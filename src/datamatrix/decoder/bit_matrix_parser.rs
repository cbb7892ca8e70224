/*
 * Copyright 2010 ZXing authors
 *
 * Licensed under the Apache License, Version 2.0 (the "License");
 * you may not use this file except in compliance with the License.
 * You may obtain a copy of the License at
 *
 *      http://www.apache.org/licenses/LICENSE-2.0
 *
 * Unless required by applicable law or agreed to in writing, software
 * distributed under the License is distributed on an "AS IS" BASIS,
 * WITHOUT WARRANTIES OR CONDITIONS OF ANY KIND, either express or implied.
 * See the License for the specific language governing permissions and
 * limitations under the License.
 */

use crate::common::BitMatrix;
use crate::datamatrix::decoder::Version;
use crate::Exceptions;

/// Strips a sampled symbol grid down to its data region (discarding the
/// alternating solid/clock-track border and any interior alignment
/// patterns a large symbol carries), then walks the interleaved "Utah"
/// diagonal sweep ECC 200 lays codewords out in to recover the raw
/// codeword bytes.
pub struct BitMatrixParser {
    mapping_bit_matrix: BitMatrix,
    read_mapping_matrix: BitMatrix,
    version: &'static Version,
}

impl BitMatrixParser {
    pub fn new(bit_matrix: &BitMatrix) -> Result<Self, Exceptions> {
        let dimension = bit_matrix.height();
        if !(8..=144).contains(&dimension) || dimension & 0x01 != 0 {
            return Err(Exceptions::illegal_argument_with("dimension must be even, 8 <= d <= 144"));
        }

        let version = Version::get_version_for_dimensions(bit_matrix.height(), bit_matrix.width())?;
        let mapping_bit_matrix = extract_data_region(bit_matrix, version)?;
        let read_mapping_matrix = BitMatrix::new(mapping_bit_matrix.width(), mapping_bit_matrix.height())?;

        Ok(Self { mapping_bit_matrix, read_mapping_matrix, version })
    }

    pub fn version(&self) -> &'static Version {
        self.version
    }

    pub fn read_codewords(&mut self) -> Result<Vec<u8>, Exceptions> {
        let mut result = vec![0u8; self.version.total_codewords() as usize];
        let mut result_offset = 0usize;

        let mut row = 4i32;
        let mut column = 0i32;

        let num_rows = self.mapping_bit_matrix.height() as i32;
        let num_columns = self.mapping_bit_matrix.width() as i32;

        let mut corner1_read = false;
        let mut corner2_read = false;
        let mut corner3_read = false;
        let mut corner4_read = false;

        loop {
            if row == num_rows && column == 0 && !corner1_read {
                result[result_offset] = self.read_corner1(num_rows, num_columns);
                result_offset += 1;
                row -= 2;
                column += 2;
                corner1_read = true;
            } else if row == num_rows - 2 && column == 0 && (num_columns & 0x03) != 0 && !corner2_read {
                result[result_offset] = self.read_corner2(num_rows, num_columns);
                result_offset += 1;
                row -= 2;
                column += 2;
                corner2_read = true;
            } else if row == num_rows + 4 && column == 2 && (num_columns & 0x07) == 0 && !corner3_read {
                result[result_offset] = self.read_corner3(num_rows, num_columns);
                result_offset += 1;
                row -= 2;
                column += 2;
                corner3_read = true;
            } else if row == num_rows - 2 && column == 0 && (num_columns & 0x07) == 4 && !corner4_read {
                result[result_offset] = self.read_corner4(num_rows, num_columns);
                result_offset += 1;
                row -= 2;
                column += 2;
                corner4_read = true;
            } else {
                loop {
                    if row < num_rows && column >= 0 && !self.read_mapping_matrix.get(column as u32, row as u32) {
                        result[result_offset] = self.read_utah(row, column, num_rows, num_columns);
                        result_offset += 1;
                    }
                    row -= 2;
                    column += 2;
                    if !(row >= 0 && column < num_columns) {
                        break;
                    }
                }
                row += 1;
                column += 3;

                loop {
                    if row >= 0 && column < num_columns && !self.read_mapping_matrix.get(column as u32, row as u32) {
                        result[result_offset] = self.read_utah(row, column, num_rows, num_columns);
                        result_offset += 1;
                    }
                    row += 2;
                    column -= 2;
                    if !(row < num_rows && column >= 0) {
                        break;
                    }
                }
                row += 3;
                column += 1;
            }
            if !(row < num_rows || column < num_columns) {
                break;
            }
        }

        if result_offset != self.version.total_codewords() as usize {
            return Err(Exceptions::not_found_with("did not read all Data Matrix codewords"));
        }
        Ok(result)
    }

    fn read_module(&mut self, row: i32, column: i32, num_rows: i32, num_columns: i32) -> bool {
        let (mut row, mut column) = (row, column);
        if row < 0 {
            row += num_rows;
            column += 4 - ((num_rows + 4) & 0x07);
        }
        if column < 0 {
            column += num_columns;
            row += 4 - ((num_columns + 4) & 0x07);
        }
        self.read_mapping_matrix.set(column as u32, row as u32);
        self.mapping_bit_matrix.get(column as u32, row as u32)
    }

    fn read_utah(&mut self, row: i32, column: i32, num_rows: i32, num_columns: i32) -> u8 {
        let mut current_byte = 0u8;
        for (dr, dc) in [(-2, -2), (-2, -1), (-1, -2), (-1, -1), (-1, 0), (0, -2), (0, -1), (0, 0)] {
            current_byte <<= 1;
            if self.read_module(row + dr, column + dc, num_rows, num_columns) {
                current_byte |= 1;
            }
        }
        current_byte
    }

    fn read_corner1(&mut self, num_rows: i32, num_columns: i32) -> u8 {
        let mut current_byte = 0u8;
        for (r, c) in [
            (num_rows - 1, 0),
            (num_rows - 1, 1),
            (num_rows - 1, 2),
            (0, num_columns - 2),
            (0, num_columns - 1),
            (1, num_columns - 1),
            (2, num_columns - 1),
            (3, num_columns - 1),
        ] {
            current_byte <<= 1;
            if self.read_module(r, c, num_rows, num_columns) {
                current_byte |= 1;
            }
        }
        current_byte
    }

    fn read_corner2(&mut self, num_rows: i32, num_columns: i32) -> u8 {
        let mut current_byte = 0u8;
        for (r, c) in [
            (num_rows - 3, 0),
            (num_rows - 2, 0),
            (num_rows - 1, 0),
            (0, num_columns - 4),
            (0, num_columns - 3),
            (0, num_columns - 2),
            (0, num_columns - 1),
            (1, num_columns - 1),
        ] {
            current_byte <<= 1;
            if self.read_module(r, c, num_rows, num_columns) {
                current_byte |= 1;
            }
        }
        current_byte
    }

    fn read_corner3(&mut self, num_rows: i32, num_columns: i32) -> u8 {
        let mut current_byte = 0u8;
        for (r, c) in [
            (num_rows - 1, 0),
            (num_rows - 1, num_columns - 1),
            (0, num_columns - 3),
            (0, num_columns - 2),
            (0, num_columns - 1),
            (1, num_columns - 3),
            (1, num_columns - 2),
            (1, num_columns - 1),
        ] {
            current_byte <<= 1;
            if self.read_module(r, c, num_rows, num_columns) {
                current_byte |= 1;
            }
        }
        current_byte
    }

    fn read_corner4(&mut self, num_rows: i32, num_columns: i32) -> u8 {
        let mut current_byte = 0u8;
        for (r, c) in [
            (num_rows - 3, 0),
            (num_rows - 2, 0),
            (num_rows - 1, 0),
            (0, num_columns - 2),
            (0, num_columns - 1),
            (1, num_columns - 1),
            (2, num_columns - 1),
            (3, num_columns - 1),
        ] {
            current_byte <<= 1;
            if self.read_module(r, c, num_rows, num_columns) {
                current_byte |= 1;
            }
        }
        current_byte
    }
}

/// Peels off the solid border and any interior alignment-pattern rows
/// and columns a multi-region symbol has, concatenating the remaining
/// data-bearing rows/columns into one contiguous grid.
fn extract_data_region(bit_matrix: &BitMatrix, version: &Version) -> Result<BitMatrix, Exceptions> {
    let symbol_size_rows = version.symbol_size_rows;
    let symbol_size_columns = version.symbol_size_columns;

    if bit_matrix.height() != symbol_size_rows {
        return Err(Exceptions::illegal_argument_with("dimension of bitMatrix must match the version size"));
    }

    let data_region_size_rows = version.data_region_size_rows;
    let data_region_size_columns = version.data_region_size_columns;

    let num_data_regions_row = symbol_size_rows / data_region_size_rows;
    let num_data_regions_column = symbol_size_columns / data_region_size_columns;

    let size_data_region_row = num_data_regions_row * data_region_size_rows;
    let size_data_region_column = num_data_regions_column * data_region_size_columns;

    let mut bit_matrix_without_alignment = BitMatrix::new(size_data_region_column, size_data_region_row)?;
    for data_region_row in 0..num_data_regions_row {
        let data_region_row_offset = data_region_row * data_region_size_rows;
        for data_region_column in 0..num_data_regions_column {
            let data_region_column_offset = data_region_column * data_region_size_columns;
            for i in 0..data_region_size_rows {
                let read_row_offset = data_region_row * (data_region_size_rows + 2) + 1 + i;
                let write_row_offset = data_region_row_offset + i;
                for j in 0..data_region_size_columns {
                    let read_column_offset = data_region_column * (data_region_size_columns + 2) + 1 + j;
                    if bit_matrix.get(read_column_offset, read_row_offset) {
                        let write_column_offset = data_region_column_offset + j;
                        bit_matrix_without_alignment.set(write_column_offset, write_row_offset);
                    }
                }
            }
        }
    }
    Ok(bit_matrix_without_alignment)
}
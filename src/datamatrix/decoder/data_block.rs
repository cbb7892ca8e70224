/*
 * Copyright 2010 ZXing authors
 *
 * Licensed under the Apache License, Version 2.0 (the "License");
 * you may not use this file except in compliance with the License.
 * You may obtain a copy of the License at
 *
 *      http://www.apache.org/licenses/LICENSE-2.0
 *
 * Unless required by applicable law or agreed to in writing, software
 * distributed under the License is distributed on an "AS IS" BASIS,
 * WITHOUT WARRANTIES OR CONDITIONS OF ANY KIND, either express or implied.
 * See the License for the specific language governing permissions and
 * limitations under the License.
 */

use crate::datamatrix::decoder::Version;
use crate::Exceptions;

/// One interleaved Reed-Solomon block: its data codewords followed by
/// its own EC codewords, as regrouped from the raw stream the Utah
/// sweep read off the grid.
#[derive(Debug, Clone)]
pub struct DataBlock {
    num_data_codewords: usize,
    codewords: Vec<u8>,
}

impl DataBlock {
    pub fn num_data_codewords(&self) -> usize {
        self.num_data_codewords
    }

    pub fn codewords_mut(&mut self) -> &mut [u8] {
        &mut self.codewords
    }

    /// Same interleaving scheme as the QR code format: blocks may
    /// differ in length by at most one data codeword, with the longer
    /// blocks' extra codeword interleaved in right after the common
    /// prefix every block shares.
    pub fn get_data_blocks(raw_codewords: &[u8], version: &Version) -> Result<Vec<DataBlock>, Exceptions> {
        if raw_codewords.len() != version.total_codewords() as usize {
            return Err(Exceptions::illegal_argument_with("raw codewords length does not match version"));
        }

        let ec_blocks = &version.ec_blocks;
        let total_blocks: usize = ec_blocks.ec_blocks.iter().map(|b| b.count as usize).sum();
        let mut result: Vec<DataBlock> = Vec::with_capacity(total_blocks);
        for ecb in &ec_blocks.ec_blocks {
            for _ in 0..ecb.count {
                let num_data_codewords = ecb.data_codewords as usize;
                let num_block_codewords = ec_blocks.ec_codewords_per_block as usize + num_data_codewords;
                result.push(DataBlock {
                    num_data_codewords,
                    codewords: vec![0u8; num_block_codewords],
                });
            }
        }

        let shorter_blocks_total_codewords = result[0].codewords.len();
        let mut longer_blocks_start_at = result.len() as i64 - 1;
        while longer_blocks_start_at >= 0 {
            let num_codewords = result[longer_blocks_start_at as usize].codewords.len();
            if num_codewords == shorter_blocks_total_codewords {
                break;
            }
            longer_blocks_start_at -= 1;
        }
        longer_blocks_start_at += 1;
        let longer_blocks_start_at = longer_blocks_start_at as usize;

        let shorter_blocks_num_data_codewords = shorter_blocks_total_codewords - ec_blocks.ec_codewords_per_block as usize;
        let mut raw_codewords_offset = 0usize;
        let num_result_blocks = result.len();

        for i in 0..shorter_blocks_num_data_codewords {
            for block in result.iter_mut() {
                block.codewords[i] = raw_codewords[raw_codewords_offset];
                raw_codewords_offset += 1;
            }
        }
        for block in result[longer_blocks_start_at..num_result_blocks].iter_mut() {
            block.codewords[shorter_blocks_num_data_codewords] = raw_codewords[raw_codewords_offset];
            raw_codewords_offset += 1;
        }

        let max = result[0].codewords.len();
        for i in shorter_blocks_num_data_codewords..max {
            for (j, block) in result.iter_mut().enumerate() {
                let i_offset = if j < longer_blocks_start_at { i } else { i + 1 };
                block.codewords[i_offset] = raw_codewords[raw_codewords_offset];
                raw_codewords_offset += 1;
            }
        }

        Ok(result)
    }
}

--------------------------------

TASK DIRECTIONS = Return the entries exactly through the "recover the raw" line.

SOLUTION =
filename src/datamatrix/decoder/bit_matrix_parser.rs
repository cbb7892ca8e70224
/*
 * Copyright 2010 ZXing authors
 *
 * Licensed under the Apache License, Version 2.0 (the "License");
 * you may not use this file except in compliance with the License.
 * You may obtain a copy of the License at
 *
 *      http://www.apache.org/licenses/LICENSE-2.0
 *
 * Unless required by applicable law or agreed to in writing, software
 * distributed under the License is distributed on an "AS IS" BASIS,
 * WITHOUT WARRANTIES OR CONDITIONS OF ANY KIND, either express or implied.
 * See the License for the specific language governing permissions and
 * limitations under the License.
 */

use crate::common::BitMatrix;
use crate::datamatrix::decoder::Version;
use crate::Exceptions;

/// Strips a sampled symbol grid down to its data region (discarding the
/// alternating solid/clock-track border and any interior alignment
/// patterns a large symbol carries), then walks the interleaved "Utah"
/// diagonal sweep ECC 200 lays codewords out in to recover the raw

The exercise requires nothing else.